Han ocurrido cosas terribles y muy significativas. No solo la imagen de soledad que compone la basílica de San Pedro vacía, también han ocurrido -y aún seguirán aconteciendo-, cosas terribles que nos pasarán desapercibidas. Ved las esquelas con que recordamos las muertes de nuestros amigos y familiares en los periódicos: ni una sola citación para despedir a quienes se van después de años y años en los que han convivido con nosotros. Nada es tan desolador como un sacerdote "armado" con un hisopo, que derrama gotas de agua bendita sobre un ataúd en presencia de uno, acaso dos, familiares. Nada de despedir con efusión al que se va, como si el acto de enterrar a nuestros muertos no fuera un acto de homenaje a sus vidas. Nada de homenajes, nada de actos o muestras de gratitud porque ahora se ha extendido la absurda creencia de que los fallecidos por el covid siguen siendo "peligrosos" después de muertos. "¡Dios mío, que solos se quedan los muertos!". Es verdad, sin paliativos. La Muerte desuela los ambientes, revoluciona las costumbres, amenaza y obliga a vivir de otro modo a quienes la temen.

Este famoso covid -coronavirus me gusta más-, anda por ahí, de un lado para otro, acojonándonos (permitidme, queridos lectores, este exceso verbal), sometiendo nuestras vidas al miedo y a la incertidumbre. Este covid no es un dios malvado, no llega a ser un dios, pero ha sido capaz de atemorizar a los "dioses". La Semana Santa se ha quedado en nada en este año porque ya no hay ningún hijo de Dios dispuesto a hacerse Hombre y redimirnos. Todo ha cambiado, ahora los humanos nos erigimos en nuestros propios "dioses", aunque no somos todopoderosos sino meros supervivientes.
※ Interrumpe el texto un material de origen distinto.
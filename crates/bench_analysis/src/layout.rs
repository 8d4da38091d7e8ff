//! Where measurement files live.

use bench_core::types::{ContractDirection, OptionStyle};
use bench_core::{LoadError, MeasurementRecord};
use std::path::{Path, PathBuf};

/// Supplies the measurement record of one (direction, style) pair.
pub trait MeasurementSource {
    /// Record of one file, or why it could not be read
    fn load(
        &self,
        direction: ContractDirection,
        style: OptionStyle,
    ) -> Result<MeasurementRecord, LoadError>;
}

/// Measurement files on disk, named by a template.
///
/// `{direction}` expands to `call`/`put` and `{style}` to the engine's
/// numeric style code, so the default template yields
/// `call_style_0_measurements.txt`.
#[derive(Debug, Clone, PartialEq, Eq)]
pub struct MeasurementLayout {
    data_dir: PathBuf,
    template: String,
}

impl MeasurementLayout {
    /// Layout under `data_dir` with a `{direction}`/`{style}` file template
    pub fn new(data_dir: impl Into<PathBuf>, template: impl Into<String>) -> Self {
        Self {
            data_dir: data_dir.into(),
            template: template.into(),
        }
    }

    /// Layout using `{direction}_style_{style}_measurements.txt`
    pub fn with_default_template(data_dir: impl Into<PathBuf>) -> Self {
        Self::new(data_dir, "{direction}_style_{style}_measurements.txt")
    }

    /// Directory the files are resolved against
    pub fn data_dir(&self) -> &Path {
        &self.data_dir
    }

    /// File name of one (direction, style) pair; style is its engine code
    pub fn file_name(&self, direction: ContractDirection, style: OptionStyle) -> String {
        self.template
            .replace("{direction}", direction.name())
            .replace("{style}", &style.code().to_string())
    }

    /// Full path of one (direction, style) pair
    pub fn path_for(&self, direction: ContractDirection, style: OptionStyle) -> PathBuf {
        self.data_dir.join(self.file_name(direction, style))
    }
}

impl MeasurementSource for MeasurementLayout {
    fn load(
        &self,
        direction: ContractDirection,
        style: OptionStyle,
    ) -> Result<MeasurementRecord, LoadError> {
        adapter_loader::load_measurements(self.path_for(direction, style))
    }
}
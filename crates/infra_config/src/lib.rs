//! # infra_config
//!
//! Run configuration for the `mcviz` tools.
//!
//! Sources are merged in order of precedence:
//! 1. CLI arguments
//! 2. Environment variables (`MCVIZ_*`)
//! 3. TOML config file
//! 4. Built-in defaults
//!
//! ```toml
//! data_dir = "data"
//! figures_dir = "figures"
//! log_level = "info"
//!
//! [output]
//! dpi = 100
//! show = false
//!
//! [benchmark]
//! statistics = ["time", "error"]
//! ```

mod config;

pub use config::{
    build_config, AnalysisConfig, BenchmarkConfig, CliArgs, ConfigError, LogLevel, OutputConfig,
    DEFAULT_FILE_TEMPLATE,
};
//! Core data model.
//!
//! - [`Series`]: aligned `(x, y)` samples
//! - [`MeasurementRecord`]: one benchmark file, `(n, euler t, euler err, exact t, exact err)` rows
//! - [`PathMatrix`]: simulated asset paths, one row per path
//! - [`variant`]: the dimensions that identify a benchmark variant

mod series;
pub mod variant;

pub use series::{MeasurementRecord, PathMatrix, Series};
pub use variant::{ContractDirection, OptionStyle, SimulationMethod, Statistic};
//! Variant identifiers and the ordered catalog of tracked variants.

use bench_core::types::{ContractDirection, OptionStyle, SimulationMethod, Statistic};
use std::fmt;

/// One benchmark variant.
#[derive(Debug, Clone, Copy, PartialEq, Eq, Hash, PartialOrd, Ord)]
pub struct VariantId {
    /// Contract direction, selects the measurement file
    pub direction: ContractDirection,
    /// Option style, selects the measurement file
    pub style: OptionStyle,
    /// Simulation method, selects the column pair
    pub method: SimulationMethod,
    /// Measured statistic, selects time or error column
    pub statistic: Statistic,
}

impl VariantId {
    /// Variant from its four dimensions
    pub fn new(
        direction: ContractDirection,
        style: OptionStyle,
        method: SimulationMethod,
        statistic: Statistic,
    ) -> Self {
        Self {
            direction,
            style,
            method,
            statistic,
        }
    }

    /// Legend label, e.g. `"Asian Arithmetic exact time"`.
    ///
    /// The direction is not part of the label; reports and figures are
    /// already split per direction.
    pub fn label(&self) -> String {
        format!(
            "{} {} {}",
            self.style.label(),
            self.method.label(),
            self.statistic.label()
        )
    }

    /// Report label, e.g. `"Arithmetic Asian exact time"`
    pub fn report_label(&self) -> String {
        format!(
            "{} {} {}",
            self.style.report_name(),
            self.method.label(),
            self.statistic.label()
        )
    }
}

impl fmt::Display for VariantId {
    fn fmt(&self, f: &mut fmt::Formatter<'_>) -> fmt::Result {
        write!(f, "{} {}", self.direction, self.label())
    }
}

/// Ordered set of variants to analyse.
///
/// Order is the product directions × styles × methods × statistics, in the
/// order each dimension was given. Reports and legends follow it.
#[derive(Debug, Clone, PartialEq)]
pub struct VariantCatalog {
    variants: Vec<VariantId>,
}

impl VariantCatalog {
    /// {call, put} × {European, Asian arithmetic, Asian geometric} × {Euler, exact} × {time}
    pub fn standard() -> Self {
        Self::from_dimensions(
            &ContractDirection::ALL,
            &OptionStyle::ALL,
            &SimulationMethod::ALL,
            &[Statistic::Time],
        )
    }

    /// Build the ordered product of the given dimensions
    pub fn from_dimensions(
        directions: &[ContractDirection],
        styles: &[OptionStyle],
        methods: &[SimulationMethod],
        statistics: &[Statistic],
    ) -> Self {
        let mut variants =
            Vec::with_capacity(directions.len() * styles.len() * methods.len() * statistics.len());
        for &direction in directions {
            for &style in styles {
                for &method in methods {
                    for &statistic in statistics {
                        variants.push(VariantId::new(direction, style, method, statistic));
                    }
                }
            }
        }
        Self { variants }
    }

    /// Number of variants
    pub fn len(&self) -> usize {
        self.variants.len()
    }

    /// True when any dimension was empty
    pub fn is_empty(&self) -> bool {
        self.variants.is_empty()
    }

    /// Variants in catalog order
    pub fn iter(&self) -> impl Iterator<Item = &VariantId> {
        self.variants.iter()
    }

    /// Directions in catalog order, without repeats
    pub fn directions(&self) -> Vec<ContractDirection> {
        let mut out: Vec<ContractDirection> = Vec::new();
        for v in &self.variants {
            if !out.contains(&v.direction) {
                out.push(v.direction);
            }
        }
        out
    }

    /// (direction, style) pairs in catalog order, without repeats.
    ///
    /// Each pair corresponds to one measurement file.
    pub fn files(&self) -> Vec<(ContractDirection, OptionStyle)> {
        let mut out: Vec<(ContractDirection, OptionStyle)> = Vec::new();
        for v in &self.variants {
            let key = (v.direction, v.style);
            if !out.contains(&key) {
                out.push(key);
            }
        }
        out
    }

    /// Variants of one direction and statistic, in catalog order
    pub fn select(&self, direction: ContractDirection, statistic: Statistic) -> Vec<VariantId> {
        self.variants
            .iter()
            .filter(|v| v.direction == direction && v.statistic == statistic)
            .copied()
            .collect()
    }
}

impl Default for VariantCatalog {
    fn default() -> Self {
        Self::standard()
    }
}
//! Overlays labelled series on shared axes.

use crate::chart::{AxisScale, ChartSpec, ComposedChart};
use crate::error::PlotError;
use crate::series::{PlotSeries, SeriesColor};
use tracing::debug;

/// Fraction of the y range added above and below the data
const Y_PADDING: f64 = 0.05;

/// Builds [`ComposedChart`]s from a spec and an ordered list of series.
///
/// - x limits are the min/max x of the FIRST series
/// - y limits span every series, padded by 5% (±1 for a flat range)
/// - the legend lists labelled series in supplied order
/// - series without a colour take the next one from the cycle
#[derive(Debug, Clone, Copy, Default)]
pub struct PlotComposer;

impl PlotComposer {
    pub fn new() -> Self {
        Self
    }

    /// Compose a chart.
    ///
    /// # Errors
    ///
    /// - `PlotError::EmptyChart` if `series` is empty, the first series has
    ///   no finite samples, or no series has a finite y value
    /// - `PlotError::InvalidDomain` if the x axis is logarithmic and the
    ///   first series reaches x ≤ 0
    pub fn compose(
        &self,
        spec: ChartSpec,
        series: Vec<PlotSeries>,
    ) -> Result<ComposedChart, PlotError> {
        let empty = || PlotError::EmptyChart {
            title: spec.title.clone(),
        };

        let first = series.first().ok_or_else(empty)?;
        let (x_min, x_max) = first.series.x_range().ok_or_else(empty)?;
        if spec.x_scale == AxisScale::Log && x_min <= 0.0 {
            return Err(PlotError::InvalidDomain { min: x_min });
        }

        let (y_min, y_max) = series
            .iter()
            .filter_map(|s| s.series.y_range())
            .reduce(|(lo, hi), (a, b)| (lo.min(a), hi.max(b)))
            .ok_or_else(empty)?;

        let x_limits = widen_flat(x_min, x_max, spec.x_scale);
        let y_limits = pad(y_min, y_max);

        let legend: Vec<String> = series.iter().filter_map(|s| s.label.clone()).collect();

        let series: Vec<PlotSeries> = series
            .into_iter()
            .enumerate()
            .map(|(i, mut s)| {
                s.color = s.color.or(Some(SeriesColor::cycle(i)));
                s
            })
            .collect();

        debug!(
            title = %spec.title,
            series = series.len(),
            x_min = x_limits.0,
            x_max = x_limits.1,
            "Composed chart"
        );

        Ok(ComposedChart {
            spec,
            series,
            x_limits,
            y_limits,
            legend,
        })
    }
}

fn pad(min: f64, max: f64) -> (f64, f64) {
    let span = max - min;
    if span > 0.0 {
        (min - Y_PADDING * span, max + Y_PADDING * span)
    } else {
        (min - 1.0, max + 1.0)
    }
}

/// A single-x series still needs a drawable axis
fn widen_flat(min: f64, max: f64, scale: AxisScale) -> (f64, f64) {
    if max > min {
        return (min, max);
    }
    match scale {
        AxisScale::Linear => (min - 1.0, max + 1.0),
        AxisScale::Log => (min / 10.0, max * 10.0),
    }
}

#[cfg(test)]
mod tests {
    use super::*;
    use crate::series::{Marker, StrokeStyle};
    use approx::assert_relative_eq;
    use bench_core::Series;

    fn series(points: &[(f64, f64)]) -> Series {
        Series::from_points(points.iter().copied())
    }

    #[test]
    fn test_x_limits_from_first_series_only() {
        let chart = PlotComposer::new()
            .compose(
                ChartSpec::new("t"),
                vec![
                    PlotSeries::new(series(&[(10.0, 1.0), (50.0, 2.0)]), "a"),
                    PlotSeries::new(series(&[(0.0, 1.0), (500.0, 9.0)]), "b"),
                ],
            )
            .unwrap();
        assert_eq!(chart.x_limits, (10.0, 50.0));
        // y covers both series
        assert_relative_eq!(chart.y_limits.0, 1.0 - 0.4);
        assert_relative_eq!(chart.y_limits.1, 9.0 + 0.4);
    }

    #[test]
    fn test_flat_y_range() {
        let chart = PlotComposer::new()
            .compose(
                ChartSpec::new("flat"),
                vec![PlotSeries::new(series(&[(1.0, 5.0), (2.0, 5.0)]), "c")],
            )
            .unwrap();
        assert_eq!(chart.y_limits, (4.0, 6.0));
    }

    #[test]
    fn test_no_series() {
        let err = PlotComposer::new()
            .compose(ChartSpec::new("nothing"), vec![])
            .unwrap_err();
        assert_eq!(
            err,
            PlotError::EmptyChart {
                title: "nothing".to_string()
            }
        );
    }

    #[test]
    fn test_empty_first_series() {
        let err = PlotComposer::new()
            .compose(
                ChartSpec::new("e"),
                vec![
                    PlotSeries::new(series(&[]), "empty"),
                    PlotSeries::new(series(&[(1.0, 1.0)]), "full"),
                ],
            )
            .unwrap_err();
        assert!(matches!(err, PlotError::EmptyChart { .. }));
    }

    #[test]
    fn test_log_scale_rejects_non_positive_domain() {
        let err = PlotComposer::new()
            .compose(
                ChartSpec::new("log").x_scale(AxisScale::Log),
                vec![PlotSeries::new(series(&[(0.0, 1.0), (10.0, 2.0)]), "a")],
            )
            .unwrap_err();
        assert_eq!(err, PlotError::InvalidDomain { min: 0.0 });
    }

    #[test]
    fn test_log_scale_drops_unplottable_points_of_other_series() {
        let chart = PlotComposer::new()
            .compose(
                ChartSpec::new("log").x_scale(AxisScale::Log),
                vec![
                    PlotSeries::new(series(&[(10.0, 1.0), (100.0, 0.1)]), "a"),
                    PlotSeries::new(series(&[(-1.0, 1.0), (10.0, 0.5)]), "b"),
                ],
            )
            .unwrap();
        assert_eq!(chart.points(1), vec![(10.0, 0.5)]);
    }

    #[test]
    fn test_colors_assigned_by_position_unless_given() {
        let chart = PlotComposer::new()
            .compose(
                ChartSpec::new("c"),
                vec![
                    PlotSeries::new(series(&[(1.0, 1.0)]), "a"),
                    PlotSeries::new(series(&[(1.0, 2.0)]), "b").color(SeriesColor::Red),
                    PlotSeries::new(series(&[(1.0, 3.0)]), "c"),
                ],
            )
            .unwrap();
        assert_eq!(chart.color(0), SeriesColor::Blue);
        assert_eq!(chart.color(1), SeriesColor::Red);
        assert_eq!(chart.color(2), SeriesColor::Green);
    }

    #[test]
    fn test_unlabelled_series_not_in_legend() {
        let chart = PlotComposer::new()
            .compose(
                ChartSpec::new("paths").legend(false),
                vec![
                    PlotSeries::unlabelled(series(&[(0.0, 25.0), (1.0, 26.0)])),
                    PlotSeries::unlabelled(series(&[(0.0, 25.0), (1.0, 24.0)])),
                ],
            )
            .unwrap();
        assert!(chart.legend.is_empty());
        assert!(!chart.has_legend());
        assert_eq!(chart.x_limits, (0.0, 1.0));
    }

    #[test]
    fn test_title_passed_verbatim() {
        let title = "Time plot for call options\n(Smin = 10, Smax = 40)";
        let chart = PlotComposer::new()
            .compose(
                ChartSpec::new(title),
                vec![PlotSeries::new(series(&[(1.0, 1.0), (2.0, 2.0)]), "a")
                    .stroke(StrokeStyle::Dashed)
                    .marker(Marker::Circle)],
            )
            .unwrap();
        assert_eq!(chart.spec.title, title);
        assert_eq!(
            chart.title_lines(),
            vec!["Time plot for call options", "(Smin = 10, Smax = 40)"]
        );
    }
}
/// Decodes the escape sequences of a string or template literal body.
pub fn cook(raw: &str) -> String {
    let mut out = String::with_capacity(raw.len());
    let mut chars = raw.chars().peekable();
    while let Some(c) = chars.next() {
        if c != '\\' {
            out.push(c);
            continue;
        }
        let Some(esc) = chars.next() else {
            out.push('\\');
            break;
        };
        match esc {
            'n' => out.push('\n'),
            't' => out.push('\t'),
            'r' => out.push('\r'),
            'b' => out.push('\u{8}'),
            'f' => out.push('\u{c}'),
            'v' => out.push('\u{b}'),
            '0' if !chars.peek().is_some_and(|c| c.is_ascii_digit()) => out.push('\0'),
            '\r' => {
                if chars.peek() == Some(&'\n') {
                    chars.next();
                }
            }
            '\n' | '\u{2028}' | '\u{2029}' => {}
            'x' => {
                let hex: String = chars.by_ref().take(2).collect();
                match u32::from_str_radix(&hex, 16).ok().and_then(char::from_u32) {
                    Some(ch) => out.push(ch),
                    None => {
                        out.push('x');
                        out.push_str(&hex);
                    }
                }
            }
            'u' => {
                let hex: String = if chars.peek() == Some(&'{') {
                    chars.next();
                    let h: String = chars.by_ref().take_while(|c| *c != '}').collect();
                    h
                } else {
                    chars.by_ref().take(4).collect()
                };
                match u32::from_str_radix(&hex, 16).ok().and_then(char::from_u32) {
                    Some(ch) => out.push(ch),
                    None => {
                        out.push('u');
                        out.push_str(&hex);
                    }
                }
            }
            other => out.push(other),
        }
    }
    out
}

struct TemplateScan {
    /// Index just past the closing backtick (or the end of input).
    end: usize,
    segments: Vec<TemplateSegment>,
    terminated: bool,
}

/// Scans a template literal whose opening backtick is at `open`.
fn scan_template(bytes: &[u8], open: usize) -> TemplateScan {
    let mut segments = Vec::new();
    let mut i = open + 1;
    let mut quasi_start = i;
    while i < bytes.len() {
        match bytes[i] {
            b'\\' => i += 2,
            b'`' => {
                segments.push(TemplateSegment::Quasi(quasi_start as u32, i as u32));
                return TemplateScan {
                    end: i + 1,
                    segments,
                    terminated: true,
                };
            }
            b'$' if bytes.get(i + 1) == Some(&b'{') => {
                segments.push(TemplateSegment::Quasi(quasi_start as u32, i as u32));
                let sub_start = i + 2;
                let close = skip_balanced_brace(bytes, sub_start);
                segments.push(TemplateSegment::Substitution(
                    sub_start as u32,
                    close.min(bytes.len()) as u32,
                ));
                i = close + 1;
                quasi_start = i;
            }
            _ => i += 1,
        }
    }
    let len = bytes.len();
    segments.push(TemplateSegment::Quasi(quasi_start.min(len) as u32, len as u32));
    TemplateScan {
        end: len,
        segments,
        terminated: false,
    }
}

/// Returns the index of the `}` closing a substitution that starts at `i`.
fn skip_balanced_brace(bytes: &[u8], mut i: usize) -> usize {
    let mut depth = 1usize;
    while i < bytes.len() {
        match bytes[i] {
            q @ (b'\'' | b'"') => {
                i += 1;
                while i < bytes.len() && bytes[i] != q && bytes[i] != b'\n' {
                    if bytes[i] == b'\\' {
                        i += 1;
                    }
                    i += 1;
                }
            }
            b'`' => {
                i = scan_template(bytes, i).end;
                continue;
            }
            b'/' if bytes.get(i + 1) == Some(&b'/') => {
                while i < bytes.len() && bytes[i] != b'\n' {
                    i += 1;
                }
                continue;
            }
            b'/' if bytes.get(i + 1) == Some(&b'*') => {
                i += 2;
                while i + 1 < bytes.len() && !(bytes[i] == b'*' && bytes[i + 1] == b'/') {
                    i += 1;
                }
                i += 1;
            }
            b'{' => depth += 1,
            b'}' => {
                depth -= 1;
                if depth == 0 {
                    return i;
                }
            }
            _ => {}
        }
        i += 1;
    }
    bytes.len()
}

fn is_ident_start(b: u8) -> bool {
    b.is_ascii_alphabetic() || b == b'_' || b == b'$' || b >= 0x80
}

fn is_ident_continue(b: u8) -> bool {
    is_ident_start(b) || b.is_ascii_digit()
}

struct Lexer<'a> {
    source: &'a [u8],
    pos: usize,
    end: usize,
    file: FileId,
    sink: &'a DiagnosticSink,
    prev: Option<TsToken>,
    newline: bool,
}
La Semana Santa, al menos en este año, no ha pasado de ser una efeméride para que la recordemos en los salones de nuestras casas, o en esos espacios abiertos en los que antaño dialogaban las comadres en frente de los portales€ Pero la Semana Santa seguirá siendo un tiempo de padecer y el tiempo de la Gloria y de la Resurrección, ese tiempo en que la Vida y la Historia sagradas nos acercan a los dioses a los que tanto honramos y tanto vilipendiamos.